AIM OF THE EXERCISE:
Please return the lines below verbatim, beginning at the one that has "unit UV square." and stopping after the one that has "pub fn unit_quad()", and add no other lines.

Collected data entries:
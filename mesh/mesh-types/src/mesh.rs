//! Indexed polygon mesh.

use std::collections::BTreeSet;

use nalgebra::Point3;

#[cfg(feature = "serde")]
use serde::{Deserialize, Serialize};

use crate::error::{MeshError, MeshResult};
use crate::uv::Uv;

/// One polygon face.
///
/// Vertex indices are stored in winding order. When the face is mapped,
/// `uvs` holds one UV index per face-vertex, in the same order.
#[derive(Debug, Clone, PartialEq, Eq, Default)]
#[cfg_attr(feature = "serde", derive(Serialize, Deserialize))]
pub struct Polygon {
    /// Vertex indices in winding order.
    pub vertices: Vec<u32>,

    /// UV indices, one per face-vertex. `None` for an unmapped face.
    pub uvs: Option<Vec<u32>>,
}

impl Polygon {
    /// Create an unmapped polygon from vertex indices.
    ///
    /// # Example
    ///
    /// ```
    /// use mesh_types::Polygon;
    ///
    /// let tri = Polygon::new([0, 1, 2]);
    /// assert_eq!(tri.len(), 3);
    /// assert!(!tri.has_uvs());
    /// ```
    #[must_use]
    pub fn new(vertices: impl Into<Vec<u32>>) -> Self {
        Self {
            vertices: vertices.into(),
            uvs: None,
        }
    }

    /// Attach UV indices to this polygon.
    #[must_use]
    pub fn with_uvs(mut self, uvs: impl Into<Vec<u32>>) -> Self {
        self.uvs = Some(uvs.into());
        self
    }

    /// Number of face-vertices (equal to the number of boundary edges).
    #[inline]
    #[must_use]
    pub fn len(&self) -> usize {
        self.vertices.len()
    }

    /// Check whether the polygon has no vertices.
    #[inline]
    #[must_use]
    pub fn is_empty(&self) -> bool {
        self.vertices.is_empty()
    }

    /// Check whether the polygon carries a non-empty UV mapping.
    #[inline]
    #[must_use]
    pub fn has_uvs(&self) -> bool {
        self.uvs.as_ref().is_some_and(|uvs| !uvs.is_empty())
    }

    /// Iterate over boundary edges as `(from, to)` vertex pairs in winding order.
    ///
    /// The last edge closes the loop back to the first vertex.
    pub fn edges(&self) -> impl Iterator<Item = (u32, u32)> + '_ {
        let n = self.vertices.len();
        (0..n).map(move |i| (self.vertices[i], self.vertices[(i + 1) % n]))
    }
}

/// An indexed polygon mesh with optional UVs and per-edge hardness.
///
/// # Memory Layout
///
/// - `positions`: vertex positions
/// - `faces`: polygons referencing `positions` (and `uvs` when mapped)
/// - `uvs`: shared UV table, indexed by UV id
///
/// Edges default to smooth. Hard edges are stored by their endpoints so that
/// the flag survives edge renumbering.
///
/// # Example
///
/// ```
/// use mesh_types::{PolyMesh, Polygon, Point3};
///
/// let mut mesh = PolyMesh::new();
/// mesh.positions.push(Point3::new(0.0, 0.0, 0.0));
/// mesh.positions.push(Point3::new(1.0, 0.0, 0.0));
/// mesh.positions.push(Point3::new(0.0, 1.0, 0.0));
/// mesh.faces.push(Polygon::new([0, 1, 2]));
///
/// assert_eq!(mesh.face_count(), 1);
/// assert!(mesh.validate().is_ok());
/// ```
#[derive(Debug, Clone, Default)]
#[cfg_attr(feature = "serde", derive(Serialize, Deserialize))]
pub struct PolyMesh {
    /// Vertex positions.
    pub positions: Vec<Point3<f64>>,

    /// Polygon faces.
    pub faces: Vec<Polygon>,

    /// UV coordinates, indexed by UV id.
    pub uvs: Vec<Uv>,

    hard_edges: BTreeSet<(u32, u32)>,
}

impl PolyMesh {
    /// Create a new empty mesh.
    #[inline]
    #[must_use]
    pub const fn new() -> Self {
        Self {
            positions: Vec::new(),
            faces: Vec::new(),
            uvs: Vec::new(),
            hard_edges: BTreeSet::new(),
        }
    }

    /// Create a mesh from positions and faces, without UVs.
    #[must_use]
    pub fn from_parts(positions: Vec<Point3<f64>>, faces: Vec<Polygon>) -> Self {
        Self {
            positions,
            faces,
            ..Self::new()
        }
    }

    /// Replace the UV table.
    #[must_use]
    pub fn with_uvs(mut self, uvs: Vec<Uv>) -> Self {
        self.uvs = uvs;
        self
    }

    /// A single quad in the XY plane spanning `(0,0)-(1,1)`, mapped to the
    /// unit UV square.
    ///
    /// # Example
    ///
    /// ```
    /// use mesh_types::PolyMesh;
    ///
    /// let quad = PolyMesh::unit_quad();
    /// assert_eq!(quad.face_count(), 1);
    /// assert_eq!(quad.uvs.len(), 4);
    /// ```
    #[must_use]
    pub fn unit_quad() -> Self {
        Self::from_parts(
            vec![
                Point3::new(0.0, 0.0, 0.0),
                Point3::new(1.0, 0.0, 0.0),
                Point3::new(1.0, 1.0, 0.0),
                Point3::new(0.0, 1.0, 0.0),
            ],
            vec![Polygon::new([0, 1, 2, 3]).with_uvs([0, 1, 2, 3])],
        )
        .with_uvs(vec![
            Uv::new(0.0, 0.0),
            Uv::new(1.0, 0.0),
            Uv::new(1.0, 1.0),
            Uv::new(0.0, 1.0),
        ])
    }

    /// A closed unit cube made of six outward-facing quads, without UVs.
    #[must_use]
    pub fn unit_cube() -> Self {
        let positions = vec![
            Point3::new(0.0, 0.0, 0.0),
            Point3::new(1.0, 0.0, 0.0),
            Point3::new(1.0, 1.0, 0.0),
            Point3::new(0.0, 1.0, 0.0),
            Point3::new(0.0, 0.0, 1.0),
            Point3::new(1.0, 0.0, 1.0),
            Point3::new(1.0, 1.0, 1.0),
            Point3::new(0.0, 1.0, 1.0),
        ];
        let faces = vec![
            Polygon::new([0, 3, 2, 1]), // bottom
            Polygon::new([4, 5, 6, 7]), // top
            Polygon::new([0, 1, 5, 4]), // front
            Polygon::new([2, 3, 7, 6]), // back
            Polygon::new([0, 4, 7, 3]), // left
            Polygon::new([1, 2, 6, 5]), // right
        ];
        Self::from_parts(positions, faces)
    }

    /// Number of vertices.
    #[inline]
    #[must_use]
    pub fn vertex_count(&self) -> usize {
        self.positions.len()
    }

    /// Number of faces.
    #[inline]
    #[must_use]
    pub fn face_count(&self) -> usize {
        self.faces.len()
    }

    /// Check if the mesh has no faces.
    #[inline]
    #[must_use]
    pub fn is_empty(&self) -> bool {
        self.faces.is_empty()
    }

    /// Mark the edge between two vertices as hard.
    pub fn set_edge_hard(&mut self, v0: u32, v1: u32) {
        self.hard_edges.insert(normalize_edge(v0, v1));
    }

    /// Mark the edge between two vertices as smooth.
    pub fn set_edge_smooth(&mut self, v0: u32, v1: u32) {
        self.hard_edges.remove(&normalize_edge(v0, v1));
    }

    /// Check whether the edge between two vertices is hard.
    #[must_use]
    pub fn is_edge_hard(&self, v0: u32, v1: u32) -> bool {
        self.hard_edges.contains(&normalize_edge(v0, v1))
    }

    /// Resolve a face's vertex positions.
    ///
    /// Returns `None` if the face or any referenced vertex does not exist.
    #[must_use]
    pub fn polygon_positions(&self, face: usize) -> Option<Vec<Point3<f64>>> {
        self.faces
            .get(face)?
            .vertices
            .iter()
            .map(|&v| self.positions.get(v as usize).copied())
            .collect()
    }

    /// Resolve a face's UV coordinates.
    ///
    /// Returns `None` if the face does not exist, is unmapped, or references
    /// a missing UV.
    #[must_use]
    pub fn polygon_uvs(&self, face: usize) -> Option<Vec<Uv>> {
        let polygon = self.faces.get(face)?;
        if !polygon.has_uvs() {
            return None;
        }
        polygon
            .uvs
            .as_ref()?
            .iter()
            .map(|&uv| self.uvs.get(uv as usize).copied())
            .collect()
    }

    /// Check every face for valid references.
    ///
    /// # Errors
    ///
    /// Returns the first structural problem found: a face with fewer than three
    /// vertices, an out-of-range vertex or UV index, or a UV list whose length
    /// differs from the vertex list.
    pub fn validate(&self) -> MeshResult<()> {
        for (face, polygon) in self.faces.iter().enumerate() {
            if polygon.len() < 3 {
                return Err(MeshError::DegenerateFace {
                    face,
                    vertices: polygon.len(),
                });
            }

            if let Some(&index) = polygon
                .vertices
                .iter()
                .find(|&&v| v as usize >= self.positions.len())
            {
                return Err(MeshError::InvalidVertexIndex {
                    face,
                    index,
                    vertex_count: self.positions.len(),
                });
            }

            let Some(uvs) = polygon.uvs.as_ref() else {
                continue;
            };
            if uvs.is_empty() {
                continue;
            }
            if uvs.len() != polygon.len() {
                return Err(MeshError::UvCountMismatch {
                    face,
                    vertices: polygon.len(),
                    uvs: uvs.len(),
                });
            }
            if let Some(&index) = uvs.iter().find(|&&uv| uv as usize >= self.uvs.len()) {
                return Err(MeshError::InvalidUvIndex {
                    face,
                    index,
                    uv_count: self.uvs.len(),
                });
            }
        }

        Ok(())
    }
}

/// Normalize edge direction so v0 <= v1.
#[inline]
pub(crate) fn normalize_edge(v0: u32, v1: u32) -> (u32, u32) {
    if v0 < v1 { (v0, v1) } else { (v1, v0) }
}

ANSWER BOX:
    /// unit UV square.
    ///
    /// # Example
    ///
    /// ```
    /// use mesh_types::PolyMesh;
    ///
    /// let quad = PolyMesh::unit_quad();
    /// assert_eq!(quad.face_count(), 1);
    /// assert_eq!(quad.uvs.len(), 4);
    /// ```
    #[must_use]
    pub fn unit_quad() -> Self {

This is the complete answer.